(Saved data entries)
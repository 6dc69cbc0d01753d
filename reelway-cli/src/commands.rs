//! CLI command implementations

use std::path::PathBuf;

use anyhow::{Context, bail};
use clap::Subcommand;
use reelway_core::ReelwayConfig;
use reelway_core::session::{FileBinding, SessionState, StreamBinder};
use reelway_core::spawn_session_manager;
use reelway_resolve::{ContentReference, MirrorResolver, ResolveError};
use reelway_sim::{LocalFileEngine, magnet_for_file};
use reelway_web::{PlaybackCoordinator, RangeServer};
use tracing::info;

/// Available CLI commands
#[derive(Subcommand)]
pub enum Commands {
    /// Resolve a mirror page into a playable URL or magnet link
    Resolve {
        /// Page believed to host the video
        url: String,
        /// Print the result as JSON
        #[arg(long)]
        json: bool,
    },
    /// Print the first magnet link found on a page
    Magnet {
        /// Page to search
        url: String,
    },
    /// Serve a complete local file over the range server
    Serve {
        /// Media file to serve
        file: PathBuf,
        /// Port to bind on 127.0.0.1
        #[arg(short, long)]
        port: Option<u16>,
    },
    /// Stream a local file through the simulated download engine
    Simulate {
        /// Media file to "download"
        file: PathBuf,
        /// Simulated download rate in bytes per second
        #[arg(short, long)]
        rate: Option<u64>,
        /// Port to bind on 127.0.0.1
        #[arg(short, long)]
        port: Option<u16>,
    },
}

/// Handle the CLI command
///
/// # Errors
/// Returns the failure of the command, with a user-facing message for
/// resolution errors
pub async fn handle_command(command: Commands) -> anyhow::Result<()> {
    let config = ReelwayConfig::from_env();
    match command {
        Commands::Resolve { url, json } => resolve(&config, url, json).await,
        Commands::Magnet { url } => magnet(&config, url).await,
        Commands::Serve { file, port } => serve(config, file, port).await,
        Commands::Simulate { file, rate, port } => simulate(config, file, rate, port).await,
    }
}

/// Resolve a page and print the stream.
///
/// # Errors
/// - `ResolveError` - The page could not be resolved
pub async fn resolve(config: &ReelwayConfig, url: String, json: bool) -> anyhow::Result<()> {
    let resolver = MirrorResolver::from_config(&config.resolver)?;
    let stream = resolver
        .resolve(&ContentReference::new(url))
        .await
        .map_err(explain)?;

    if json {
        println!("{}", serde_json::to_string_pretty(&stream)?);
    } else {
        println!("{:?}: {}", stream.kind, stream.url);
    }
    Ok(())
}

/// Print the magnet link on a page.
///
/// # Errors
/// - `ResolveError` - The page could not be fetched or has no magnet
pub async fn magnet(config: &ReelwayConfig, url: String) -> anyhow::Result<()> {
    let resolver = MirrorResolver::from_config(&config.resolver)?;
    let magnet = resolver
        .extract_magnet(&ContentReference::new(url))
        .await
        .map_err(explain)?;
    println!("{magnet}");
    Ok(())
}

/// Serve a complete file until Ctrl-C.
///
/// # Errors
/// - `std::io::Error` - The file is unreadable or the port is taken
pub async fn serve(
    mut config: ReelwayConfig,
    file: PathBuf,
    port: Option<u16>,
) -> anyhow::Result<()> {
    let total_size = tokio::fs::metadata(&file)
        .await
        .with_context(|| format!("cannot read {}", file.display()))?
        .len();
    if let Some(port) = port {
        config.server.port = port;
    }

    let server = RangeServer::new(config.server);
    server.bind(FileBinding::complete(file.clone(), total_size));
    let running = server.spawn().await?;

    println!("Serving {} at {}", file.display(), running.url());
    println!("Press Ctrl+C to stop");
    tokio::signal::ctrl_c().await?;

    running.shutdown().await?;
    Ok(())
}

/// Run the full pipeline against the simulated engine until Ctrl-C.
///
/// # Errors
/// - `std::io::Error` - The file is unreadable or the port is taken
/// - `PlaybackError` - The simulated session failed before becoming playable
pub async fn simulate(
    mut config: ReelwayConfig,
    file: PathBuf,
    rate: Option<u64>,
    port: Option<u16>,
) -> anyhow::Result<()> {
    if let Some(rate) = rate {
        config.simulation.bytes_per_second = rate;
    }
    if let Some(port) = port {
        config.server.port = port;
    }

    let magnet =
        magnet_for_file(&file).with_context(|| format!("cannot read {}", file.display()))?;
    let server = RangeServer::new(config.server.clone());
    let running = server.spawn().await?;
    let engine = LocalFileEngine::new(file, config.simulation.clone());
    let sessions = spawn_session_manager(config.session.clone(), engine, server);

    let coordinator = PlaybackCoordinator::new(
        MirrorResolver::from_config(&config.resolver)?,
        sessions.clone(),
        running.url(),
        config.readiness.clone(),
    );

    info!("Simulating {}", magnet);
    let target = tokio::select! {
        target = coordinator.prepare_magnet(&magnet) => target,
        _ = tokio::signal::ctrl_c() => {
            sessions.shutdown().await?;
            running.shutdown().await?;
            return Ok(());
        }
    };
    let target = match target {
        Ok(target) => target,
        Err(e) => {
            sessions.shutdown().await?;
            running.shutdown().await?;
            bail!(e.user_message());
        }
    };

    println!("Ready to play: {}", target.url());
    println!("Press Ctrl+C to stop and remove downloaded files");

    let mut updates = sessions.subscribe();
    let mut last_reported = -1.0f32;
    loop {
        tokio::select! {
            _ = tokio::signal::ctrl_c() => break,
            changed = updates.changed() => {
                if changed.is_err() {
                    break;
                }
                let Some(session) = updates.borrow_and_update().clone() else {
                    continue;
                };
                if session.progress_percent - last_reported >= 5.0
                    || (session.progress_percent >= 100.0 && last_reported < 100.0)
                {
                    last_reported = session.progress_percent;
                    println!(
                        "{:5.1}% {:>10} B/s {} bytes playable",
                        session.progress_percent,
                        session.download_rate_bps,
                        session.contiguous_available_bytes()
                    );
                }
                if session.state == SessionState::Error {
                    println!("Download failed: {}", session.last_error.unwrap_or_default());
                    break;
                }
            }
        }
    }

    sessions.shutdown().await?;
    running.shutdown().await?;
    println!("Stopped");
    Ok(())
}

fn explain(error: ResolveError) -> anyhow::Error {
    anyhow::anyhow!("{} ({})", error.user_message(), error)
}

==

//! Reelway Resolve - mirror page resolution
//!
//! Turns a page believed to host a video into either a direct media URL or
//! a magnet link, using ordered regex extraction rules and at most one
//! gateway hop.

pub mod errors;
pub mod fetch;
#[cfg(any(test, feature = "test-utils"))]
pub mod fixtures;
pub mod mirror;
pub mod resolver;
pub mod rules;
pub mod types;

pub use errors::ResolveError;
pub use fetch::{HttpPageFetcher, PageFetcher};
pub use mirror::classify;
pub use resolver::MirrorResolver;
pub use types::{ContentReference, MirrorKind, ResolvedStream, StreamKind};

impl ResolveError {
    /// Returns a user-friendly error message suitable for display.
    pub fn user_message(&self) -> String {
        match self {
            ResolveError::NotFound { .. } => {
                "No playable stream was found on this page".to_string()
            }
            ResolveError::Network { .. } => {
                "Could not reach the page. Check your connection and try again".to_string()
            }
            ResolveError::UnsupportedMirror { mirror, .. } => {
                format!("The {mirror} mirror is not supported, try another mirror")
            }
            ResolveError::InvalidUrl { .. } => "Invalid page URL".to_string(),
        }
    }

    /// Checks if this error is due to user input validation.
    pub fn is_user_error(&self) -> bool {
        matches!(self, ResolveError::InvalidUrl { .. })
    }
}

— What to work on —
From the entries above, copy out every line where the string "Some" appears.

— Solution to the problem —
    if let Some(port) = port {
    if let Some(rate) = rate {
    if let Some(port) = port {
                let Some(session) = updates.borrow_and_update().clone() else {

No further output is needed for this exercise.